(Stored items)
========
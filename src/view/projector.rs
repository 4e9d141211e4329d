//! Projection of day-level occupancy into coarse views.
//!
//! # Algorithm
//!
//! 1. Take every `OccupiedStart` cell of the day grid.
//! 2. Find its bucket: the closest column start not after the cell's day.
//!    Cells outside the view are skipped.
//! 3. Group by `(facility, bucket)`. A task already listed in a bucket is
//!    not listed again.
//! 4. Size each entry: `width = day_width * span`, `left = day_width *
//!    days from bucket start to the task's first day`.
//!
//! Projecting into the month view (one day per bucket) gives `left = 0` and
//! `width = cell_width * span`, the same geometry the editable grid uses.
//!
//! # Complexity
//! O(n log c) for n cells and c columns.

use std::collections::BTreeMap;

use super::View;
use crate::grid::OccupancyGrid;
use crate::models::CellKey;
use crate::sizing::{day_width, left_offset};

/// A task drawn inside an aggregated bucket.
#[derive(Debug, Clone, PartialEq)]
pub struct ProjectedTask {
    /// Task shown.
    pub task_id: String,
    /// Day-level key of the task's first cell.
    pub source_key: CellKey,
    /// Number of day-cells in the source span.
    pub span_length: usize,
    /// Offset from the bucket's left edge (px).
    pub left: f64,
    /// Rendered width (px).
    pub width: f64,
}

/// Projected occupancy of a view, keyed by `facility × bucket_start`.
#[derive(Debug, Clone, Default, PartialEq)]
pub struct ProjectedGrid {
    cells: BTreeMap<CellKey, Vec<ProjectedTask>>,
}

impl ProjectedGrid {
    /// Tasks drawn in one bucket.
    pub fn get(&self, facility_id: &str, bucket_start: i64) -> &[ProjectedTask] {
        self.cells
            .get(&CellKey::new(facility_id, bucket_start))
            .map(Vec::as_slice)
            .unwrap_or(&[])
    }

    /// Iterates non-empty buckets in key order.
    pub fn iter(&self) -> impl Iterator<Item = (&CellKey, &[ProjectedTask])> {
        self.cells.iter().map(|(k, v)| (k, v.as_slice()))
    }

    /// Number of non-empty buckets.
    pub fn len(&self) -> usize {
        self.cells.len()
    }

    /// Whether nothing is drawn.
    pub fn is_empty(&self) -> bool {
        self.cells.is_empty()
    }

    /// Total number of drawn task entries.
    pub fn task_count(&self) -> usize {
        self.cells.values().map(Vec::len).sum()
    }

    /// Bucket key holding a task, if drawn.
    pub fn bucket_of(&self, task_id: &str) -> Option<&CellKey> {
        self.cells
            .iter()
            .find(|(_, tasks)| tasks.iter().any(|t| t.task_id == task_id))
            .map(|(k, _)| k)
    }
}

/// Projects a day-granular grid into `view`'s buckets.
pub fn project(grid: &OccupancyGrid, view: &View) -> ProjectedGrid {
    let days_per_bucket = view.kind.days_per_bucket();
    let unit = day_width(view.cell_width, days_per_bucket);
    let spans = grid.span_lengths();
    let mut cells: BTreeMap<CellKey, Vec<ProjectedTask>> = BTreeMap::new();

    for (key, record) in grid.iter().filter(|(_, r)| r.is_start()) {
        let Some(bucket_start) = view.bucket_start_for(key.day) else {
            continue;
        };
        let bucket = cells
            .entry(CellKey::new(key.facility_id.clone(), bucket_start))
            .or_default();
        if bucket.iter().any(|t| t.task_id == record.task_id) {
            continue;
        }
        let span_length = spans.get(&record.source_key).copied().unwrap_or(1);
        bucket.push(ProjectedTask {
            task_id: record.task_id.clone(),
            source_key: record.source_key.clone(),
            span_length,
            left: left_offset(key.day, bucket_start, view.cell_width, days_per_bucket),
            width: unit * span_length as f64,
        });
    }

    ProjectedGrid { cells }
}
========
WHAT THIS TASK INVOLVES: Return the lines above exactly, keeping every word.

TASK RESPONSE:
filename src/view/projector.rs
repository 4e9d141211e4329d
//! Projection of day-level occupancy into coarse views.
//!
//! # Algorithm
//!
//! 1. Take every `OccupiedStart` cell of the day grid.
//! 2. Find its bucket: the closest column start not after the cell's day.
//!    Cells outside the view are skipped.
//! 3. Group by `(facility, bucket)`. A task already listed in a bucket is
//!    not listed again.
//! 4. Size each entry: `width = day_width * span`, `left = day_width *
//!    days from bucket start to the task's first day`.
//!
//! Projecting into the month view (one day per bucket) gives `left = 0` and
//! `width = cell_width * span`, the same geometry the editable grid uses.
//!
//! # Complexity
//! O(n log c) for n cells and c columns.

use std::collections::BTreeMap;

use super::View;
use crate::grid::OccupancyGrid;
use crate::models::CellKey;
use crate::sizing::{day_width, left_offset};

/// A task drawn inside an aggregated bucket.
#[derive(Debug, Clone, PartialEq)]
pub struct ProjectedTask {
    /// Task shown.
    pub task_id: String,
    /// Day-level key of the task's first cell.
    pub source_key: CellKey,
    /// Number of day-cells in the source span.
    pub span_length: usize,
    /// Offset from the bucket's left edge (px).
    pub left: f64,
    /// Rendered width (px).
    pub width: f64,
}

/// Projected occupancy of a view, keyed by `facility × bucket_start`.
#[derive(Debug, Clone, Default, PartialEq)]
pub struct ProjectedGrid {
    cells: BTreeMap<CellKey, Vec<ProjectedTask>>,
}

impl ProjectedGrid {
    /// Tasks drawn in one bucket.
    pub fn get(&self, facility_id: &str, bucket_start: i64) -> &[ProjectedTask] {
        self.cells
            .get(&CellKey::new(facility_id, bucket_start))
            .map(Vec::as_slice)
            .unwrap_or(&[])
    }

    /// Iterates non-empty buckets in key order.
    pub fn iter(&self) -> impl Iterator<Item = (&CellKey, &[ProjectedTask])> {
        self.cells.iter().map(|(k, v)| (k, v.as_slice()))
    }

    /// Number of non-empty buckets.
    pub fn len(&self) -> usize {
        self.cells.len()
    }

    /// Whether nothing is drawn.
    pub fn is_empty(&self) -> bool {
        self.cells.is_empty()
    }

    /// Total number of drawn task entries.
    pub fn task_count(&self) -> usize {
        self.cells.values().map(Vec::len).sum()
    }

    /// Bucket key holding a task, if drawn.
    pub fn bucket_of(&self, task_id: &str) -> Option<&CellKey> {
        self.cells
            .iter()
            .find(|(_, tasks)| tasks.iter().any(|t| t.task_id == task_id))
            .map(|(k, _)| k)
    }
}

/// Projects a day-granular grid into `view`'s buckets.
pub fn project(grid: &OccupancyGrid, view: &View) -> ProjectedGrid {
    let days_per_bucket = view.kind.days_per_bucket();
    let unit = day_width(view.cell_width, days_per_bucket);
    let spans = grid.span_lengths();
    let mut cells: BTreeMap<CellKey, Vec<ProjectedTask>> = BTreeMap::new();

    for (key, record) in grid.iter().filter(|(_, r)| r.is_start()) {
        let Some(bucket_start) = view.bucket_start_for(key.day) else {
            continue;
        };
        let bucket = cells
            .entry(CellKey::new(key.facility_id.clone(), bucket_start))
            .or_default();
        if bucket.iter().any(|t| t.task_id == record.task_id) {
            continue;
        }
        let span_length = spans.get(&record.source_key).copied().unwrap_or(1);
        bucket.push(ProjectedTask {
            task_id: record.task_id.clone(),
            source_key: record.source_key.clone(),
            span_length,
            left: left_offset(key.day, bucket_start, view.cell_width, days_per_bucket),
            width: unit * span_length as f64,
        });
    }

    ProjectedGrid { cells }
}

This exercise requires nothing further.